Qualora nel proprio allevamento oltre alle galline ovaiole si vogliano allevare anche i pulcini, una buona idea potrebbe essere quella di realizzare un’incubatrice fai da te per la cova delle uova. Si trova anche già pronta in commercio, ma i costi sono decisamente più elevati. Per realizzarla non serve nemmeno molto materiale, sono sufficienti queste cose:

  • Una ventola in metallo, che si può ricavare ad esempio da un congelatore di grandi dimensioni
  • Un timer (ad esempio è ottimo quello della lavatrice)
  • Una griglia dove porre e far girare le uova
  • Uno spazio sufficiente a contenere un certo numero di uova.

La ventola e la resistenza elettrica, se collegate con un termostato, garantiscono che si possano ricreare le giuste condizioni di temperatura ideali affinché le uova si possano schiudere. Fissando la griglia al timer della lavatrice, si riuscirà a far girare le uova all’interno del contenitore.

Come allevare galline e pulcini per guadagnare

Vi diamo infine alcuni consigli utili se decidete di allevare galline ovaiole e pulcini per guadagnare o integrare i guadagni della vostra azienda agricola. Le galline sono onnivore, ma è importante che possano mangiare granturco (o tramite mangimi in commercio o dandoglielo voi stessi). Inoltre ricordate di prelevare le uova depositate ogni giorno.
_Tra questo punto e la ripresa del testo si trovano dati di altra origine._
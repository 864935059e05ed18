use super::{ConsentStoreBackend, StoreError};
use crate::consent::{ConsentDelta, ConsentKey, Scope};
use async_trait::async_trait;
use std::collections::{BTreeSet, HashMap};
use std::sync::Arc;
use tokio::sync::RwLock;

/// Process-local consent store.
///
/// All mutations take the write lock for the whole delta, so readers see a
/// key's scope set either before or after an `apply`.
#[derive(Clone, Default)]
pub struct InMemoryConsentStore {
    records: Arc<RwLock<HashMap<ConsentKey, BTreeSet<Scope>>>>,
}

impl InMemoryConsentStore {
    pub fn new() -> Self {
        Self::default()
    }
}

#[async_trait]
impl ConsentStoreBackend for InMemoryConsentStore {
    async fn fetch(&self, key: &ConsentKey) -> Result<BTreeSet<Scope>, StoreError> {
        let records = self.records.read().await;
        Ok(records.get(key).cloned().unwrap_or_default())
    }

    async fn apply(
        &self,
        key: &ConsentKey,
        delta: &ConsentDelta,
    ) -> Result<BTreeSet<Scope>, StoreError> {
        let mut records = self.records.write().await;
        let scopes = records.entry(key.clone()).or_default();
        delta.apply_to(scopes);
        let result = scopes.clone();
        // no empty sets left behind once everything is revoked
        if result.is_empty() {
            records.remove(key);
        }
        Ok(result)
    }

    async fn health_check(&self) -> Result<(), String> {
        Ok(())
    }
}
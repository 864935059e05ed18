use confique::Config;
use std::path::PathBuf;

/// Access token verification settings.
///
/// Tokens are issued by the external identity provider; this service only
/// verifies them. HMAC algorithms use `secret`, RSA and EC algorithms read a
/// PEM encoded public key from `public_key_path`.
#[derive(Debug, Config, Clone)]
pub struct TokenConfig {
    /// JWT signing algorithm name, e.g. HS256 or RS256 (default: HS256)
    #[config(env = "CONSENT_TOKEN_ALGORITHM", default = "HS256")]
    pub algorithm: String,

    /// Shared secret for HS256/HS384/HS512
    #[config(env = "CONSENT_TOKEN_SECRET")]
    pub secret: Option<String>,

    /// Path to a PEM public key for RS*/PS*/ES* algorithms
    #[config(env = "CONSENT_TOKEN_PUBLIC_KEY_PATH")]
    pub public_key_path: Option<PathBuf>,

    /// Expected `iss` claim, not checked when unset
    #[config(env = "CONSENT_TOKEN_ISSUER")]
    pub issuer: Option<String>,

    /// Expected `aud` claim, not checked when unset
    #[config(env = "CONSENT_TOKEN_AUDIENCE")]
    pub audience: Option<String>,

    /// Clock skew tolerated on `exp`/`nbf` in seconds (default: 0)
    #[config(env = "CONSENT_TOKEN_LEEWAY", default = 0)]
    pub leeway: u64,
}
Se volete acquistare galline l’ideale è che abbiano dalle 18 alle 22 settimane, e costano mediamente 5 euro l ‘una.

Vi ricordiamo infine che sul nostro sito troverete moltissime idee per aprire un’attività e allevare animali, come ad esempio allevare api,o magari aprire un allevamento di lumache o ancora anche se vi sembra strano potete decidere di allevare lombrichi oppure diventare Allevatore di conigli per fare soldi.

Un allevamento biologico di galline ha caratteristiche simili al convenzionale, ma deve rispettare alcune norme: un pollaio con 6 capi ogni metro quadro e inoltre un’area di pascolo minima a capo di 4 metri quadri. Se l’articolo vi è piaciuto vi invitiamo a lasciare  un mi piace sulla nostra pagina facebook!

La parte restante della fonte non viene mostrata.